しかし、私は現代社会において、話し合いは万能の解決策になりうると信じています。

すべての市民が本音で対話する話し合いの場、フォーラムを設けるべきです。義務化してもいいくらいかもしれません。例えば月に1回とか年に3回というふうに、定期的にミーティングに参加しなければならないことにする。それが市民生活の一部なのです。国民としての義務です。

そこであなたは人と話さなければならない。国が異質な者同士を組み合わせるよう人選するのです。フォーラムには自分のような人は1人もいない。それでも相手と話さなければならない。相手のことをいやでも知るようになります。このような形が理想です。自分とは違って見える人々と共通の問題について話し合う。これが理想のフォーラムです。
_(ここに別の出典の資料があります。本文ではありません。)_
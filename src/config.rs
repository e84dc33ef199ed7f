//! Client configuration.
//!
//! All client behaviour is controlled through [`ClientConfig`], built via
//! its [`ClientConfigBuilder`]. The binary maps its flags and
//! `FORMATBRIDGE_*` environment variables onto the builder; library users
//! set only what they care about and rely on the defaults for the rest.

use crate::disposition::DEFAULT_FALLBACK_STEM;
use crate::error::BridgeError;
use crate::progress::ProgressCallback;
use std::fmt;

/// Configuration for a [`crate::client::ConverterClient`].
///
/// # Example
/// ```rust
/// use formatbridge::ClientConfig;
///
/// let config = ClientConfig::builder()
///     .base_url("http://converter.internal:8000")
///     .request_timeout_secs(30)
///     .build()
///     .unwrap();
/// assert_eq!(config.convert_url(), "http://converter.internal:8000/api/v1/convert");
/// ```
#[derive(Clone)]
pub struct ClientConfig {
    /// Scheme, host and port of the conversion service. Default: `http://localhost:8000`.
    pub base_url: String,

    /// Path prefix of the versioned API. Default: `/api/v1`.
    pub api_prefix: String,

    /// Whole-request timeout in seconds. Default: none.
    ///
    /// Conversions of large files can take a long time; with no timeout a
    /// request runs until the server answers or the connection drops.
    pub request_timeout_secs: Option<u64>,

    /// Stem of the download name used when the server does not supply one.
    /// The target extension is appended. Default: `converted-file`.
    pub fallback_stem: String,

    /// Receives upload progress events.
    pub progress_callback: Option<ProgressCallback>,
}

impl Default for ClientConfig {
    fn default() -> Self {
        Self {
            base_url: "http://localhost:8000".to_string(),
            api_prefix: "/api/v1".to_string(),
            request_timeout_secs: None,
            fallback_stem: DEFAULT_FALLBACK_STEM.to_string(),
            progress_callback: None,
        }
    }
}

impl fmt::Debug for ClientConfig {
    fn fmt(&self, f: &mut fmt::Formatter<'_>) -> fmt::Result {
        f.debug_struct("ClientConfig")
            .field("base_url", &self.base_url)
            .field("api_prefix", &self.api_prefix)
            .field("request_timeout_secs", &self.request_timeout_secs)
            .field("fallback_stem", &self.fallback_stem)
            .field(
                "progress_callback",
                &self
                    .progress_callback
                    .as_ref()
                    .map(|_| "<dyn ConversionProgressCallback>"),
            )
            .finish()
    }
}

impl ClientConfig {
    /// Create a new builder for `ClientConfig`.
    pub fn builder() -> ClientConfigBuilder {
        ClientConfigBuilder {
            config: Self::default(),
        }
    }

    /// `GET` endpoint listing supported conversions.
    pub fn capabilities_url(&self) -> String {
        self.endpoint("capabilities")
    }

    /// `POST` endpoint performing a conversion.
    pub fn convert_url(&self) -> String {
        self.endpoint("convert")
    }

    fn endpoint(&self, name: &str) -> String {
        let base = self.base_url.trim_end_matches('/');
        let prefix = self.api_prefix.trim_matches('/');
        if prefix.is_empty() {
            format!("{base}/{name}")
        } else {
            format!("{base}/{prefix}/{name}")
        }
    }
}

/// Builder for [`ClientConfig`].
#[derive(Debug)]
pub struct ClientConfigBuilder {
    config: ClientConfig,
}

impl ClientConfigBuilder {
    pub fn base_url(mut self, url: impl Into<String>) -> Self {
        self.config.base_url = url.into().trim().to_string();
        self
    }

    pub fn api_prefix(mut self, prefix: impl Into<String>) -> Self {
        self.config.api_prefix = prefix.into();
        self
    }

    pub fn request_timeout_secs(mut self, secs: u64) -> Self {
        self.config.request_timeout_secs = Some(secs);
        self
    }

    pub fn fallback_stem(mut self, stem: impl Into<String>) -> Self {
        self.config.fallback_stem = stem.into();
        self
    }

    pub fn progress_callback(mut self, cb: ProgressCallback) -> Self {
        self.config.progress_callback = Some(cb);
        self
    }

    /// Build the configuration, validating constraints.
    pub fn build(self) -> Result<ClientConfig, BridgeError> {
        let c = &self.config;
        if !(c.base_url.starts_with("http://") || c.base_url.starts_with("https://")) {
            return Err(BridgeError::InvalidConfig(format!(
                "base URL must start with http:// or https://, got '{}'",
                c.base_url
            )));
        }
        if c.request_timeout_secs == Some(0) {
            return Err(BridgeError::InvalidConfig(
                "request timeout must be ≥ 1 second".into(),
            ));
        }
        if c.fallback_stem.trim().is_empty() || c.fallback_stem.contains(['/', '\\']) {
            return Err(BridgeError::InvalidConfig(format!(
                "fallback filename stem must be a plain name, got '{}'",
                c.fallback_stem
            )));
        }
        Ok(self.config)
    }
}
私は話し合いや対話を本気で信じています。そして民主主義社会は守られた場を創造できると。私とタリバンが対話することはおそらくないでしょうが、対話できるものならしてみたい。もしアフガニスタンに招かれても行きませんよ、あまりにも危険ですから。でもタリバンの代表団、哲学者か宗教指導者か、向こうでどう呼ばれているかわかりませんが、そのような立場の人たちと会って女性の教育について話し合いができるなら、参加したい。彼らがしていることは間違いだと説得を試みます。

彼らの行為は間違っているという確信がありますが、話し合いには喜んで参加します。彼らの理由を聞きたいのです。予想通り理由がなかったり、あるいは間違った理由であったりすれば、それでわかるわけです。しかし私たちが何者でどうなりたいかについての、本音の実のある話し合いはこうあるべきです。